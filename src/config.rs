//! Configuration for the conversion orchestrator.
//!
//! All orchestrator behaviour is controlled through [`OrchestratorConfig`],
//! built via its [`OrchestratorConfigBuilder`]. Keeping every knob in one
//! struct makes it trivial to share configs across tasks and to diff two runs
//! to understand why their outcomes differ.
//!
//! The classifier's heuristic thresholds are *not* here — they are named
//! constants in [`crate::pipeline::classify`] because the decision boundaries
//! and their comparison operators are part of the classifier's contract, not
//! something deployments should tune per environment.

use std::time::Duration;

use crate::error::ConvertError;
use crate::pipeline::assemble::DEFAULT_MAX_CHARS;

/// Configuration for a [`crate::orchestrator::PipelineOrchestrator`].
///
/// Built via [`OrchestratorConfig::builder()`] or using
/// [`OrchestratorConfig::default()`].
///
/// # Example
/// ```rust
/// use pdf2epub::OrchestratorConfig;
///
/// let config = OrchestratorConfig::builder()
///     .max_retries(2)
///     .chunk_max_chars(20_000)
///     .build()
///     .unwrap();
/// ```
#[derive(Debug, Clone)]
pub struct OrchestratorConfig {
    /// Maximum pipeline runs per job before the job goes terminal FAILED.
    /// Default: 3.
    ///
    /// Collaborator failures are usually transient (a worker restart, a
    /// network blip). Three runs catch the vast majority without keeping a
    /// doomed job alive for minutes. Input errors are never retried
    /// regardless of this value.
    pub max_retries: u32,

    /// Base delay before an automatic retry. Default: 5s.
    ///
    /// The actual wait is `backoff_base * attempts`, capped at
    /// [`backoff_cap`](Self::backoff_cap), so consecutive failures back off
    /// linearly instead of hammering a recovering collaborator.
    pub backoff_base: Duration,

    /// Upper bound on the retry delay. Default: 30s.
    pub backoff_cap: Duration,

    /// Character budget per extraction chunk. Default: 10 000.
    ///
    /// Documents whose text splits into more than one chunk are extracted
    /// chunk-by-chunk with incremental progress reporting, bounding peak
    /// memory on very large inputs. Smaller values mean more progress
    /// granularity and more collaborator round-trips.
    pub chunk_max_chars: usize,

    /// Title stamped on the generated EPUB. Default: "Converted Document".
    pub book_title: String,

    /// Author stamped on the generated EPUB. Default: "pdf2epub converter".
    pub book_author: String,
}

impl Default for OrchestratorConfig {
    fn default() -> Self {
        Self {
            max_retries: 3,
            backoff_base: Duration::from_secs(5),
            backoff_cap: Duration::from_secs(30),
            chunk_max_chars: DEFAULT_MAX_CHARS,
            book_title: "Converted Document".to_string(),
            book_author: "pdf2epub converter".to_string(),
        }
    }
}

impl OrchestratorConfig {
    /// Create a new builder for `OrchestratorConfig`.
    pub fn builder() -> OrchestratorConfigBuilder {
        OrchestratorConfigBuilder {
            config: Self::default(),
        }
    }
}

/// Builder for [`OrchestratorConfig`].
#[derive(Debug)]
pub struct OrchestratorConfigBuilder {
    config: OrchestratorConfig,
}

impl OrchestratorConfigBuilder {
    pub fn max_retries(mut self, n: u32) -> Self {
        self.config.max_retries = n.max(1);
        self
    }

    pub fn backoff_base(mut self, d: Duration) -> Self {
        self.config.backoff_base = d;
        self
    }

    pub fn backoff_cap(mut self, d: Duration) -> Self {
        self.config.backoff_cap = d;
        self
    }

    pub fn chunk_max_chars(mut self, n: usize) -> Self {
        self.config.chunk_max_chars = n;
        self
    }

    pub fn book_title(mut self, title: impl Into<String>) -> Self {
        self.config.book_title = title.into();
        self
    }

    pub fn book_author(mut self, author: impl Into<String>) -> Self {
        self.config.book_author = author.into();
        self
    }

    /// Build the configuration, validating constraints.
    pub fn build(self) -> Result<OrchestratorConfig, ConvertError> {
        let c = &self.config;
        if c.chunk_max_chars == 0 {
            return Err(ConvertError::InvalidConfig(
                "chunk_max_chars must be ≥ 1".into(),
            ));
        }
        if c.backoff_cap < c.backoff_base {
            return Err(ConvertError::InvalidConfig(format!(
                "backoff_cap ({:?}) must be ≥ backoff_base ({:?})",
                c.backoff_cap, c.backoff_base
            )));
        }
        Ok(self.config)
    }
}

===

● Problem: All lines from the beginning of the entries through the line marked "knob in one" are to be output exactly; nothing else belongs in the answer.

● Result:
filename src/config.rs
//! Configuration for the conversion orchestrator.
//!
//! All orchestrator behaviour is controlled through [`OrchestratorConfig`],
//! built via its [`OrchestratorConfigBuilder`]. Keeping every knob in one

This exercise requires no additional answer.